[DATA UNDER STUDY Boundary: Start]
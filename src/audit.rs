//! Append-only, tamper-evident audit log.
//!
//! Each event hash-chains to the previous event's hash so the log is
//! tamper-evident: forging or deleting a row breaks every hash after it.
//! Maintaining the chain requires a consistent read of the current tail
//! before inserting a new row; [`PostgresAuditLog`] does this by reading the
//! tail and inserting inside one transaction, serialising writes rather than
//! chasing a lock-free append.

use async_trait::async_trait;
use serde::{Deserialize, Serialize};
use sha2::{Digest, Sha256};
use sqlx::PgPool;

use crate::error::{ProviderError, ProviderErrorCode};

/// Event types emitted by the core.
#[derive(Debug, Clone, Copy, PartialEq, Eq, Serialize, Deserialize)]
#[serde(rename_all = "snake_case")]
pub enum AuditEventType {
    /// Bootstrap installation completed.
    SetupCompleted,
    /// A create-session job succeeded.
    SessionCreated,
    /// A revoke-session job succeeded.
    SessionRevoked,
    /// A cleanup job completed.
    SessionsCleaned,
}

impl AuditEventType {
    const fn as_str(self) -> &'static str {
        match self {
            Self::SetupCompleted => "setup.completed",
            Self::SessionCreated => "session.created",
            Self::SessionRevoked => "session.revoked",
            Self::SessionsCleaned => "sessions.cleaned",
        }
    }
}

/// Append-only record written after the effect it describes has already
/// committed (or, on revoke, after the drop succeeds).
#[derive(Debug, Clone, Serialize, Deserialize)]
pub struct AuditEvent {
    /// Kind of event.
    pub event_type: AuditEventType,
    /// Session id, when the event concerns a specific session.
    pub session_id: Option<String>,
    /// Username, when the event concerns a specific principal.
    pub username: Option<String>,
    /// Correlation id threading this event back to its originating job.
    pub correlation_id: String,
    /// Structured, engine-agnostic event payload. Never contains a DSN or
    /// password.
    pub event_data: serde_json::Value,
}

impl AuditEvent {
    /// Computes the content hash over `{event_type, event_data}`.
    #[must_use]
    pub fn content_hash(&self) -> String {
        let mut hasher = Sha256::new();
        hasher.update(self.event_type.as_str().as_bytes());
        hasher.update(self.event_data.to_string().as_bytes());
        format!("{:x}", hasher.finalize())
    }
}

/// Collaborator that appends audit events to the target database and can
/// resolve a session id back to the username it was issued for.
///
/// The revoke flow depends on this lookup because the orchestrator's core
/// does not persist a durable session-to-username mapping of its own; see
/// [`crate::orchestrator::Orchestrator::record_session`] for the in-memory
/// fast path consulted before this trait.
#[async_trait]
pub trait AuditLog: Send + Sync {
    /// Appends `event` to the log, chaining it to the current tail's hash.
    async fn append(&self, event: AuditEvent) -> Result<(), ProviderError>;

    /// Finds the username most recently associated with `session_id` via a
    /// `session.created` event, if any.
    async fn find_username_for_session(
        &self,
        session_id: &str,
    ) -> Result<Option<String>, ProviderError>;
}

/// PostgreSQL-backed [`AuditLog`] writing to the bootstrap-installed audit
/// table.
pub struct PostgresAuditLog {
    pool: PgPool,
}

impl PostgresAuditLog {
    /// Wraps an existing admin pool for audit reads and writes.
    #[must_use]
    pub const fn new(pool: PgPool) -> Self {
        Self { pool }
    }
}

#[async_trait]
impl AuditLog for PostgresAuditLog {
    async fn append(&self, event: AuditEvent) -> Result<(), ProviderError> {
        let event_hash = event.content_hash();
        let mut tx = self.pool.begin().await.map_err(|err| {
            ProviderError::new(
                ProviderErrorCode::ProviderInitError,
                format!("failed to start audit transaction: {err}"),
                true,
                "postgres",
            )
        })?;

        let prev_hash: Option<String> =
            sqlx::query_scalar("SELECT event_hash FROM gk_audit_log ORDER BY id DESC LIMIT 1")
                .fetch_optional(&mut *tx)
                .await
                .map_err(|err| {
                    ProviderError::new(
                        ProviderErrorCode::ProviderInitError,
                        format!("failed to read audit tail: {err}"),
                        true,
                        "postgres",
                    )
                })?;

        sqlx::query(
            "INSERT INTO gk_audit_log \
             (event_type, session_id, username, correlation_id, event_data, prev_hash, event_hash) \
             VALUES ($1, $2, $3, $4, $5, $6, $7)",
        )
        .bind(event.event_type.as_str())
        .bind(&event.session_id)
        .bind(&event.username)
        .bind(&event.correlation_id)
        .bind(&event.event_data)
        .bind(&prev_hash)
        .bind(&event_hash)
        .execute(&mut *tx)
        .await
        .map_err(|err| {
            ProviderError::new(
                ProviderErrorCode::ProviderInitError,
                format!("failed to append audit event: {err}"),
                true,
                "postgres",
            )
        })?;

        tx.commit().await.map_err(|err| {
            ProviderError::new(
                ProviderErrorCode::ProviderInitError,
                format!("failed to commit audit event: {err}"),
                true,
                "postgres",
            )
        })
    }

    async fn find_username_for_session(
        &self,
        session_id: &str,
    ) -> Result<Option<String>, ProviderError> {
        sqlx::query_scalar(
            "SELECT username FROM gk_audit_log \
             WHERE event_type = 'session.created' AND session_id = $1 \
             ORDER BY id DESC LIMIT 1",
        )
        .bind(session_id)
        .fetch_optional(&self.pool)
        .await
        .map_err(|err| {
            ProviderError::new(
                ProviderErrorCode::ProviderInitError,
                format!("failed to query audit trail: {err}"),
                true,
                "postgres",
            )
        })
    }
}

#[cfg(test)]
mod tests {
    use super::*;

    #[test]
    fn content_hash_is_stable_for_identical_events() {
        let event = AuditEvent {
            event_type: AuditEventType::SessionCreated,
            session_id: Some("ses_abc123".to_owned()),
            username: Some("gk_abc123".to_owned()),
            correlation_id: "c07a0c9b-7f6d-4b8f-8b0c-1d8b9eb9f4f8".to_owned(),
            event_data: serde_json::json!({"role": "read"}),
        };
        let other = event.clone();
        assert_eq!(event.content_hash(), other.content_hash());
    }

    #[test]
    fn content_hash_differs_for_different_payloads() {
        let base = AuditEvent {
            event_type: AuditEventType::SessionCreated,
            session_id: None,
            username: None,
            correlation_id: "c07a0c9b-7f6d-4b8f-8b0c-1d8b9eb9f4f8".to_owned(),
            event_data: serde_json::json!({"role": "read"}),
        };
        let mut changed = base.clone();
        changed.event_data = serde_json::json!({"role": "write"});
        assert_ne!(base.content_hash(), changed.content_hash());
    }

    #[test]
    fn event_type_serializes_to_dotted_names() {
        assert_eq!(AuditEventType::SetupCompleted.as_str(), "setup.completed");
        assert_eq!(AuditEventType::SessionsCleaned.as_str(), "sessions.cleaned");
    }
}
//! Property-based tests for validator and DSN-construction invariants and
//! boundary behaviour.

use gatekeeper_core::model::{ConnectionTarget, SslMode};
use gatekeeper_core::provider::postgres::dsn::build_dsn;
use gatekeeper_core::validation::{
    validate_job_id, validate_reason, validate_session_id, validate_ttl_minutes, validate_username,
};
use proptest::prelude::*;
use secrecy::SecretString;

proptest! {
    #[test]
    fn ttl_within_bounds_is_always_accepted(max in 1u32..=10_000, ttl in 1u32..=10_000) {
        prop_assume!(ttl <= max);
        prop_assert!(validate_ttl_minutes(ttl, max).is_ok());
    }

    #[test]
    fn ttl_above_max_is_always_rejected(max in 1u32..=10_000, overshoot in 1u32..=10_000) {
        let ttl = max.saturating_add(overshoot);
        prop_assert!(validate_ttl_minutes(ttl, max).is_err());
    }

    #[test]
    fn ttl_zero_is_always_rejected(max in 0u32..=10_000) {
        prop_assert!(validate_ttl_minutes(0, max).is_err());
    }

    #[test]
    fn valid_generated_usernames_round_trip_through_validation(suffix in "[a-z0-9]{4,60}") {
        let username = format!("gk_{suffix}");
        prop_assert!(validate_username(&username).is_ok());
    }

    #[test]
    fn usernames_without_the_gk_prefix_are_rejected(candidate in "[a-zA-Z0-9]{1,60}") {
        prop_assume!(!candidate.starts_with("gk_"));
        prop_assert!(validate_username(&candidate).is_err());
    }

    #[test]
    fn valid_session_ids_round_trip_through_validation(suffix in "[A-Za-z0-9]{4,60}") {
        let session_id = format!("ses_{suffix}");
        prop_assert!(validate_session_id(&session_id).is_ok());
    }

    #[test]
    fn job_ids_within_length_bounds_are_accepted(len in 1usize..=128) {
        let id = "a".repeat(len);
        prop_assert!(validate_job_id(&id).is_ok());
    }

    #[test]
    fn reasons_within_256_chars_are_accepted(len in 0usize..=256) {
        let reason = "a".repeat(len);
        prop_assert!(validate_reason(Some(&reason)).is_ok());
    }

    #[test]
    fn reasons_over_256_chars_are_rejected(extra in 1usize..=200) {
        let reason = "a".repeat(256 + extra);
        prop_assert!(validate_reason(Some(&reason)).is_err());
    }

    #[test]
    fn dsn_always_embeds_the_requested_ssl_mode(
        host in "[a-z0-9.-]{1,40}",
        port in 1u16..=65535,
        database in "[a-z0-9_]{1,30}",
        name in "gk_[a-z0-9]{4,20}",
    ) {
        for ssl_mode in [SslMode::Disable, SslMode::Prefer, SslMode::Require] {
            let target = ConnectionTarget { host: host.clone(), port, database: database.clone(), ssl_mode };
            let password = SecretString::from("correct-horse-battery-staple".to_owned());
            let dsn = build_dsn(&target, &name, &password);
            let expected_suffix = format!("sslmode={}", ssl_mode.as_dsn_value());
            prop_assert!(dsn.ends_with(&expected_suffix));
            prop_assert!(dsn.starts_with("postgresql://"));
        }
    }

    #[test]
    fn dsn_never_leaks_the_raw_password_unescaped_when_it_has_special_characters(
        name in "gk_[a-z0-9]{4,20}",
    ) {
        let target = ConnectionTarget {
            host: "db.internal".to_owned(),
            port: 5432,
            database: "app".to_owned(),
            ssl_mode: SslMode::Prefer,
        };
        let password = SecretString::from("p@ss:word/with?special&chars".to_owned());
        let dsn = build_dsn(&target, &name, &password);
        prop_assert!(!dsn.contains("p@ss:word/with?special&chars"));
    }
}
[DATA UNDER STUDY Boundary: End]
WORK TO BE COMPLETED — The job here is to find each line above with the word "writes" and copy it.

OUTPUT FOR THIS EXERCISE —
//! tail and inserting inside one transaction, serialising writes rather than
    /// Wraps an existing admin pool for audit reads and writes.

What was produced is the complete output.